INFORMATION GIVEN Start Marker
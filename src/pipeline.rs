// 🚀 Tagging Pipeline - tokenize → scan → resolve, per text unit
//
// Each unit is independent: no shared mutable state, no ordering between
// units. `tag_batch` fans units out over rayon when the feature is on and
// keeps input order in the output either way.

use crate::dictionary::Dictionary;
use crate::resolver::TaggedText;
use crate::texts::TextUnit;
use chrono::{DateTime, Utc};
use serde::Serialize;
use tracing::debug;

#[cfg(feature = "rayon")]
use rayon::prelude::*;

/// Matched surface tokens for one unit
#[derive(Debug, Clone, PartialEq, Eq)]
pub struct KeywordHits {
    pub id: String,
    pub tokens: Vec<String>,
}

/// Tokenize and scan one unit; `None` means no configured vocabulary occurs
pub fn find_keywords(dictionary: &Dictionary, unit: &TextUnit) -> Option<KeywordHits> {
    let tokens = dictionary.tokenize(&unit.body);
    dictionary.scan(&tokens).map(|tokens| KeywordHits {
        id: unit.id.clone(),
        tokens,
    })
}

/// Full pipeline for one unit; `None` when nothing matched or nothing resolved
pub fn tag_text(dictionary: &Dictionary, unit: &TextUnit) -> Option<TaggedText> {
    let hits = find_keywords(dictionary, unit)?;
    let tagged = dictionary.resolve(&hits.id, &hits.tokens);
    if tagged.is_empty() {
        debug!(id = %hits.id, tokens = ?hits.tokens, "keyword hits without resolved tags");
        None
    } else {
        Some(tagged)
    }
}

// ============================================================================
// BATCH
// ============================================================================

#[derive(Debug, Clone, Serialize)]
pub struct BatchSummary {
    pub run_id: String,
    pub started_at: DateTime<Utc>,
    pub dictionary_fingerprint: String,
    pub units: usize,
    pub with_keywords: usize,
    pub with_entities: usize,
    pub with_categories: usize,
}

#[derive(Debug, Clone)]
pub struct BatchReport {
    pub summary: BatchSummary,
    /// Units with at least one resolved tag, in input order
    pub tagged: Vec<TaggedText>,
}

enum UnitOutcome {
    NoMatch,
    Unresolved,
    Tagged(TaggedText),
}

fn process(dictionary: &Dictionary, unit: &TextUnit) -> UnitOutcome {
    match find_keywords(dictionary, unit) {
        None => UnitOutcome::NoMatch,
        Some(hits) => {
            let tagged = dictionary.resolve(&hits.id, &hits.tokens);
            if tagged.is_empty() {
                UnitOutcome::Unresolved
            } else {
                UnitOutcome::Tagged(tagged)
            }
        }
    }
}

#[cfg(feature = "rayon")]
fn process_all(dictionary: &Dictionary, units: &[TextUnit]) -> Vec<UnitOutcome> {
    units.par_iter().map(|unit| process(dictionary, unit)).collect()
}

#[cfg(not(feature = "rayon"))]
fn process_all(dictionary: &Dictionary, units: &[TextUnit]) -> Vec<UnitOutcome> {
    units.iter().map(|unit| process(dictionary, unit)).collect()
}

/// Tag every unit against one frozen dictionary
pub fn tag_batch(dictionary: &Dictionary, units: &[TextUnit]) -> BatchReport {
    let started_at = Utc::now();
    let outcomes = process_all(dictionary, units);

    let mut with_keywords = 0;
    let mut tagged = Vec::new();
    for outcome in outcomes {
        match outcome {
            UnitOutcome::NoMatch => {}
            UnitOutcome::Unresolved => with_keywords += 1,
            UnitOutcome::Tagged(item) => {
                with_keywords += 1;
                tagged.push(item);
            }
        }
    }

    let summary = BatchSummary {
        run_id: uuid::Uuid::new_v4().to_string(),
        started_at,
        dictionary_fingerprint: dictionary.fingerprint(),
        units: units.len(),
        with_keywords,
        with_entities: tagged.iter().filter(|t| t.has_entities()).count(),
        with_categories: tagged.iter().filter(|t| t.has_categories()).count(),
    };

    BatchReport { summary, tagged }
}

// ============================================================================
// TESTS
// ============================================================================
INFORMATION GIVEN End Marker
WHAT THE TASK REQUIRES
Search the data above for the string "rayon". Report every line where it is found.

SOLUTION BELOW
// units. `tag_batch` fans units out over rayon when the feature is on and
#[cfg(feature = "rayon")]
use rayon::prelude::*;
#[cfg(feature = "rayon")]
#[cfg(not(feature = "rayon"))]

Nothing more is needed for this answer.